RECORDS SUPPLIED below:

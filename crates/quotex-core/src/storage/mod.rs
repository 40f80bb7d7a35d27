//! Storage layer
//!
//! - `schema`: SQLite tables for the promise tree
//! - `error`: typed storage errors
//! - `legacy`: flat-row backups (import/export format)

pub mod error;
pub mod legacy;
pub mod schema;

pub use error::{StorageError, StorageResult};
pub use legacy::{read_backup, write_backup, LegacyRow, PLACEHOLDER_TITLE};
pub use schema::{init_schema, needs_init, SCHEMA_VERSION};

End of RECORDS SUPPLIED.

◆ PROBLEM DESCRIPTION ◆
Copy every line above without altering a word.

◆ WRITTEN SOLUTION ◆
filename crates/quotex-core/src/storage/mod.rs
repository 40f80bb7d7a35d27
//! Storage layer
//!
//! - `schema`: SQLite tables for the promise tree
//! - `error`: typed storage errors
//! - `legacy`: flat-row backups (import/export format)

pub mod error;
pub mod legacy;
pub mod schema;

pub use error::{StorageError, StorageResult};
pub use legacy::{read_backup, write_backup, LegacyRow, PLACEHOLDER_TITLE};
pub use schema::{init_schema, needs_init, SCHEMA_VERSION};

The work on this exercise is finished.